Task: Which lines in the entries below contain the string "StoreExt"? Show each of them in full.

Material provided:
<<<<
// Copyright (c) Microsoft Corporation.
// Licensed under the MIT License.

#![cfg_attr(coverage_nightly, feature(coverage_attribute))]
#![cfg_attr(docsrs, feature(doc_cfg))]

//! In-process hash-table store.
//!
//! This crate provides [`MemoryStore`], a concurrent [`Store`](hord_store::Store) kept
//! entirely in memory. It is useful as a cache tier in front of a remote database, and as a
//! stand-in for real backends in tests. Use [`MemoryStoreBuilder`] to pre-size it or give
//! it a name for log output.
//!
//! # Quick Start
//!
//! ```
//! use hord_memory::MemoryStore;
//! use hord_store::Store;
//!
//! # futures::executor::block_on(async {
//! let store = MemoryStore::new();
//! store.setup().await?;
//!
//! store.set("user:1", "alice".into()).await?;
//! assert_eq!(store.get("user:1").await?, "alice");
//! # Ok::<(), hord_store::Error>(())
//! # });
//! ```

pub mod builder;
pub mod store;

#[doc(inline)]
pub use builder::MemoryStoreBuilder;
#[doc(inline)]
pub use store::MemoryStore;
>>>>
<<<<
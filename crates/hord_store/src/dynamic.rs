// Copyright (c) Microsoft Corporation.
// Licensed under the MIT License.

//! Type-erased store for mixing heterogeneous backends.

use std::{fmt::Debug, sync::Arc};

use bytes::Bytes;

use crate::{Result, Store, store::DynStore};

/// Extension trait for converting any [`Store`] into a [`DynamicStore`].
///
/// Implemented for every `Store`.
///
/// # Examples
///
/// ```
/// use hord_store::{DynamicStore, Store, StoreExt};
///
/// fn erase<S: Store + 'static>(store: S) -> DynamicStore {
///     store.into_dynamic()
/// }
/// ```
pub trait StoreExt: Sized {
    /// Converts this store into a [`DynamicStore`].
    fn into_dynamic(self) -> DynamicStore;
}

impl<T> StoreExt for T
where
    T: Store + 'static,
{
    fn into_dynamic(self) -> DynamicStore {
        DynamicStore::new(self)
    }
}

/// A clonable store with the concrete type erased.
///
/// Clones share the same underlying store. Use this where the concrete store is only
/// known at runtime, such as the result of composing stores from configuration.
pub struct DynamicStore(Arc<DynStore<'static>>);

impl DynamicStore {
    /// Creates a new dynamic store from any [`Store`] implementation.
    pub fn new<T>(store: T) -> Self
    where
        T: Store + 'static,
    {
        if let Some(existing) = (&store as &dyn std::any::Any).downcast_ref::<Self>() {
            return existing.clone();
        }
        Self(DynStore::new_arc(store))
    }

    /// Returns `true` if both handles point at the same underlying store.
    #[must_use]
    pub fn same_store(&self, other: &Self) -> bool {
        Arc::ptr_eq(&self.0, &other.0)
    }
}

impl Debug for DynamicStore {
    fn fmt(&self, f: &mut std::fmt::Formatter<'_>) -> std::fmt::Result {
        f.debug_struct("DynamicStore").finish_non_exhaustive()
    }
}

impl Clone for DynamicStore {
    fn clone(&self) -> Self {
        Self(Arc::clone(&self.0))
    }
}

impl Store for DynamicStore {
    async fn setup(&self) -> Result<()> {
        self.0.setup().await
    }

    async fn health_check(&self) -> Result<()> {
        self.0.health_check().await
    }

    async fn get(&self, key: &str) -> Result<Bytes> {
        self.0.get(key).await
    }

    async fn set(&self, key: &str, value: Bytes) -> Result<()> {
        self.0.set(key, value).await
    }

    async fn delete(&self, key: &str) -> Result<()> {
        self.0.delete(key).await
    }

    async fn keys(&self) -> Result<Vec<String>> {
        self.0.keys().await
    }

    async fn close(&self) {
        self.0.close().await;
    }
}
>>>>
Exercise result:
/// use hord_store::{DynamicStore, Store, StoreExt};
pub trait StoreExt: Sized {
impl<T> StoreExt for T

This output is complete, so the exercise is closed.